[Stored data]
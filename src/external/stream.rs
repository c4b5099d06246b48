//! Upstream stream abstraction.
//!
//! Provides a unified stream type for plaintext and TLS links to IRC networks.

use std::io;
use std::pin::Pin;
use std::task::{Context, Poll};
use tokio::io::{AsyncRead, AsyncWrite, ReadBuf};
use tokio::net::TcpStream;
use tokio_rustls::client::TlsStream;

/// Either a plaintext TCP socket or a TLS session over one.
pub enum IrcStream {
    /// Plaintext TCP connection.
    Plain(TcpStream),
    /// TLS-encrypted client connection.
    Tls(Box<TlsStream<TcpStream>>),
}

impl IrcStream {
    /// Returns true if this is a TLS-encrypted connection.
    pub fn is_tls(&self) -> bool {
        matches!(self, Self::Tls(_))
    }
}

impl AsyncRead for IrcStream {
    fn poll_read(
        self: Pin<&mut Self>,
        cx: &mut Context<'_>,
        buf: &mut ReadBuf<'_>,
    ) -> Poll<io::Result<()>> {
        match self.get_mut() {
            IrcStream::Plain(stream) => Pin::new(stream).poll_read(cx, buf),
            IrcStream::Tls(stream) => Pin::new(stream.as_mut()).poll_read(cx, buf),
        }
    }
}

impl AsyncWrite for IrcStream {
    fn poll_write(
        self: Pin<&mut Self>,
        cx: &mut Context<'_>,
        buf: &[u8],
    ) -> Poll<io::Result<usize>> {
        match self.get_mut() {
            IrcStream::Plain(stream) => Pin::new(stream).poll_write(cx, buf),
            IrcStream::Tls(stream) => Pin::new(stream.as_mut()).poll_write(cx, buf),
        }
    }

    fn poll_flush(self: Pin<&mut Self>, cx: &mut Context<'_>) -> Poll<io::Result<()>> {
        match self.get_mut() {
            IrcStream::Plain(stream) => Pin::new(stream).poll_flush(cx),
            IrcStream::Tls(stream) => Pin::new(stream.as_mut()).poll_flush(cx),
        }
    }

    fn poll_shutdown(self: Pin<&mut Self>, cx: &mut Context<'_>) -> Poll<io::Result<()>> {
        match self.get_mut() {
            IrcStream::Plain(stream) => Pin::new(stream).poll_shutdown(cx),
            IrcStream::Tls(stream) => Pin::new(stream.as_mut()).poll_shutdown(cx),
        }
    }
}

...

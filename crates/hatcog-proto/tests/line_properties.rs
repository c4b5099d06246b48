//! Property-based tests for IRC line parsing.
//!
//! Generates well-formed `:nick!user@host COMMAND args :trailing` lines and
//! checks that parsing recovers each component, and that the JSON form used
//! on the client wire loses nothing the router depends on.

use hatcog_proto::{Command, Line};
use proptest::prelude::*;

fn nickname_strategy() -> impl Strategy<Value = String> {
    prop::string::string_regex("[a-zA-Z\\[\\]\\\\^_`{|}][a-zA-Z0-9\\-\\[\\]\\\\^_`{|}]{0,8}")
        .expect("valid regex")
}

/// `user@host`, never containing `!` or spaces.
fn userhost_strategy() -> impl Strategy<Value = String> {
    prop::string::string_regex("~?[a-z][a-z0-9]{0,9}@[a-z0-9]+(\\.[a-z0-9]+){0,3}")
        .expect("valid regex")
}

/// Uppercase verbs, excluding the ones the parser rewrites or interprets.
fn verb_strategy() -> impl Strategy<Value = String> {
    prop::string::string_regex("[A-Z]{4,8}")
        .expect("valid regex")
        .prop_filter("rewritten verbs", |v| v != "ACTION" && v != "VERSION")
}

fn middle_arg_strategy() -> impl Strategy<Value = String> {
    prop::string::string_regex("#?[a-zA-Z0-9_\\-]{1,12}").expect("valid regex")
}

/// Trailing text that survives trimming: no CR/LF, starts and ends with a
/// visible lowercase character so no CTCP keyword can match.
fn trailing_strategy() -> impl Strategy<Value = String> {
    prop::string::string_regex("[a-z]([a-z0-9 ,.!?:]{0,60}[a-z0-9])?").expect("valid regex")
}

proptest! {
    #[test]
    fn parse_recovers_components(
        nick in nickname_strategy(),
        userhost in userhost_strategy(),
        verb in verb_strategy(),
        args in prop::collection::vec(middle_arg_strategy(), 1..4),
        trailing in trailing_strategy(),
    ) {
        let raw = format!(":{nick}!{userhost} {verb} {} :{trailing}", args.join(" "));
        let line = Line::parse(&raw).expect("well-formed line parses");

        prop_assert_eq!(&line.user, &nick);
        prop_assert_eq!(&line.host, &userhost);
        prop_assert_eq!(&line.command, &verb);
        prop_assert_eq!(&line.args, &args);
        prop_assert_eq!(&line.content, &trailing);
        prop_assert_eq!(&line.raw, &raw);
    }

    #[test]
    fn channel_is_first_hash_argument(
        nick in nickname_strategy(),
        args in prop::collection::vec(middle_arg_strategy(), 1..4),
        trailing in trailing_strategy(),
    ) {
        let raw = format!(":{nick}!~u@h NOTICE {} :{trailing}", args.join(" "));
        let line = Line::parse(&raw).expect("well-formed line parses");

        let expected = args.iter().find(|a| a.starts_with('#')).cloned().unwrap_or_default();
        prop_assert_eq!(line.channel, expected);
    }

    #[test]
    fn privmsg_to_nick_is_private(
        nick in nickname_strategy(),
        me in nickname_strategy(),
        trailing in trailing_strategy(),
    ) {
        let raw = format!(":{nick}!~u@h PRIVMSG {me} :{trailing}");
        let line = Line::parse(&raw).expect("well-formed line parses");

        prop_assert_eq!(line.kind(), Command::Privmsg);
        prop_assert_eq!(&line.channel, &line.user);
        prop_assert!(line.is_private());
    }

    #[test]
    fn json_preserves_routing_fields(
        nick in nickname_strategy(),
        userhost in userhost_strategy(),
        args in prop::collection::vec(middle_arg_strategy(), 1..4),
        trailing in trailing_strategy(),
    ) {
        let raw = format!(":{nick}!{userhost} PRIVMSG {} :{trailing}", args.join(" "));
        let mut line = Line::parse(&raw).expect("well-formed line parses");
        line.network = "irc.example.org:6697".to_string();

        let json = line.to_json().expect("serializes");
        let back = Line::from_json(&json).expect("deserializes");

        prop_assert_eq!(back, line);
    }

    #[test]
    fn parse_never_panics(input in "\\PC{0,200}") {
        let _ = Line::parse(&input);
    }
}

# [What is being asked]
Out of the data above, transcribe exactly and only the lines starting with the line that has "to IRC networks." and going on through the line that has "fn poll_shutdown(self: Pin<&mut", both included.

# [Problem solution]
//! Provides a unified stream type for plaintext and TLS links to IRC networks.

use std::io;
use std::pin::Pin;
use std::task::{Context, Poll};
use tokio::io::{AsyncRead, AsyncWrite, ReadBuf};
use tokio::net::TcpStream;
use tokio_rustls::client::TlsStream;

/// Either a plaintext TCP socket or a TLS session over one.
pub enum IrcStream {
    /// Plaintext TCP connection.
    Plain(TcpStream),
    /// TLS-encrypted client connection.
    Tls(Box<TlsStream<TcpStream>>),
}

impl IrcStream {
    /// Returns true if this is a TLS-encrypted connection.
    pub fn is_tls(&self) -> bool {
        matches!(self, Self::Tls(_))
    }
}

impl AsyncRead for IrcStream {
    fn poll_read(
        self: Pin<&mut Self>,
        cx: &mut Context<'_>,
        buf: &mut ReadBuf<'_>,
    ) -> Poll<io::Result<()>> {
        match self.get_mut() {
            IrcStream::Plain(stream) => Pin::new(stream).poll_read(cx, buf),
            IrcStream::Tls(stream) => Pin::new(stream.as_mut()).poll_read(cx, buf),
        }
    }
}

impl AsyncWrite for IrcStream {
    fn poll_write(
        self: Pin<&mut Self>,
        cx: &mut Context<'_>,
        buf: &[u8],
    ) -> Poll<io::Result<usize>> {
        match self.get_mut() {
            IrcStream::Plain(stream) => Pin::new(stream).poll_write(cx, buf),
            IrcStream::Tls(stream) => Pin::new(stream.as_mut()).poll_write(cx, buf),
        }
    }

    fn poll_flush(self: Pin<&mut Self>, cx: &mut Context<'_>) -> Poll<io::Result<()>> {
        match self.get_mut() {
            IrcStream::Plain(stream) => Pin::new(stream).poll_flush(cx),
            IrcStream::Tls(stream) => Pin::new(stream.as_mut()).poll_flush(cx),
        }
    }

    fn poll_shutdown(self: Pin<&mut Self>, cx: &mut Context<'_>) -> Poll<io::Result<()>> {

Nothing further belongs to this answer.